The 4th Commandment is not just for Christians. It is what we call a Creation Ordinance, just like the positive call to marriage between one man and one woman. That means that the Sabbath was a part of God’s good work before the entrance of sin into the world. Honoring the day of rest was always central to helping those made in the image of God give thanks for the LORD’s act in making us.
This week we only have one question to look at and with good reason, because it is long. I know I said about a dozen times in the past several weeks that the Third Commandment is the most misunderstood of the Ten. If that is the case, and it is, then the Fourth is probably the most (to be charitable) explained away of all the statutes of God which summarize the moral law. It’s not so much that folks just ignore it whole hog. All Bible-believing Christians worship the Lord on the first day of the week. However, the reasons behind why the 4th Commandment is a forgotten treasure in the kingdom, and why, on a positive note, we set the Sabbath apart from the other days of the week are less well-understood for myriads of reasons, some we will get into this morning. The next four weeks will be taken up with explaining in more detail what practically all of Christendom until about sixty years ago agreed upon when it comes to how the Lord’s Day (not the Lord’s hour) should be sanctified.
This morning I want to take some time and give some background and surface-level reasoning on what Jehovah intends with this commandment. Another thing I hope to help us to see, not just today, but through the next several weeks, is why the sacrifices (which aren’t really a sacrifice once you think about it) those who claim Jesus as their Savior and Lord make to keep this law are worth it in the short run and the long term.
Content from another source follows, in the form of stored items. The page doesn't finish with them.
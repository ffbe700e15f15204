//! Contract between the Arnoldi driver and the numerical kernels it delegates to
//!
//! A backend owns "device" memory: the Krylov basis and the scratch vectors live in buffers the
//! driver can only reach through the methods below. Every method blocks until the operation has
//! completed, so a returned value can be read immediately on the host.
//!
//! Transfers are size-exact in units of the working element. A host array whose shape differs
//! from the buffer it is copied into (or out of) is rejected with
//! [`LinalgError::TransferSize`](crate::LinalgError::TransferSize), never truncated or padded.

use std::ops::Range;

use ndarray::{Array1, Array2, ArrayView1, ArrayView2, ArrayViewMut2, NdFloat};
use num_complex::Complex;

use crate::{qr::OwnedQR, Result};

/// A dense matrix resident on the backend
pub trait DeviceBuffer {
    /// Shape as `(rows, cols)`
    fn dim(&self) -> (usize, usize);

    fn nrows(&self) -> usize {
        self.dim().0
    }

    fn ncols(&self) -> usize {
        self.dim().1
    }
}

pub trait NumericalBackend<A: NdFloat> {
    type Buffer: DeviceBuffer;

    /// Allocate a zero-filled `rows x cols` buffer
    fn alloc(&self, rows: usize, cols: usize) -> Result<Self::Buffer>;

    /// Host to device copy of a whole buffer
    fn upload(&self, src: ArrayView2<Complex<A>>, dst: &mut Self::Buffer) -> Result<()>;

    /// Device to host copy of a whole buffer
    fn download(&self, src: &Self::Buffer, dst: ArrayViewMut2<Complex<A>>) -> Result<()>;

    /// Device to device copy of `count` columns, from `src[:, src_col..]` to `dst[:, dst_col..]`
    fn copy_columns(
        &self,
        src: &Self::Buffer,
        src_col: usize,
        dst: &mut Self::Buffer,
        dst_col: usize,
        count: usize,
    ) -> Result<()>;

    fn zero_columns(&self, buf: &mut Self::Buffer, cols: Range<usize>) -> Result<()>;

    /// Projection coefficients `Q[:, ..k]^H x` of a single-column buffer `x` onto the first `k`
    /// basis columns, returned to the host
    fn project(&self, basis: &Self::Buffer, k: usize, x: &Self::Buffer)
        -> Result<Array1<Complex<A>>>;

    /// Performs `x -= Q[:, ..k] coeffs` with `k = coeffs.len()`
    fn subtract_projection(
        &self,
        basis: &Self::Buffer,
        coeffs: ArrayView1<Complex<A>>,
        x: &mut Self::Buffer,
    ) -> Result<()>;

    /// Euclidean norm of a single-column buffer
    fn norm(&self, x: &Self::Buffer) -> Result<A>;

    fn scale(&self, x: &mut Self::Buffer, alpha: Complex<A>) -> Result<()>;

    /// Compact QR factorisation of a tall matrix
    fn qr_factorize(&self, a: Array2<Complex<A>>) -> Result<OwnedQR<A>>;

    /// QR factorisation of independent matrices
    ///
    /// Backends with a native batched kernel should override the sequential default.
    fn qr_factorize_batched(&self, batch: Vec<Array2<Complex<A>>>) -> Result<Vec<OwnedQR<A>>> {
        batch.into_iter().map(|a| self.qr_factorize(a)).collect()
    }

    /// Explicit unitary factor of a factorisation
    fn reconstruct_orthogonal(&self, qr: &OwnedQR<A>) -> Result<Array2<Complex<A>>>;

    /// Eigenvalues and unit eigenvectors of a small upper Hessenberg matrix
    fn dense_eig(
        &self,
        hessenberg: ArrayView2<Complex<A>>,
    ) -> Result<(Array1<Complex<A>>, Array2<Complex<A>>)>;

    /// Dense product `a * b`
    fn gemm(
        &self,
        a: ArrayView2<Complex<A>>,
        b: ArrayView2<Complex<A>>,
    ) -> Result<Array2<Complex<A>>>;
}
But before that let’s look at the next question of the catechism:
Q. 57. Which is the Fourth Commandment?
A. The fourth commandment is, Remember the sabbath-day, to keep it holy. Six days shalt thou labor, and do all thy work: but the seventh day is the sabbath of the Lord thy God: in it thou shalt not do any work, thou, nor thy son, nor thy daughter, thy man-servant, nor thy maid-servant, nor thy cattle, nor thy stranger that is within thy gates: for in six days the Lord made heaven and earth, the sea, and all that in them is, and rested the seventh day: wherefore the Lord blessed the sabbath-day and hallowed it.
All the first table commandments of the Law have in one way or another to do with worship, and this statute is no different. In fact, the second and the fourth are usually ground zero for all the wars that take place around what we are allowed to do and not allowed to do in our gatherings on Sunday morning and evening. To be sure that is what the 4th Commandment is about, however, when we restrict it to just that we miss the holistic nature of what God intends with it.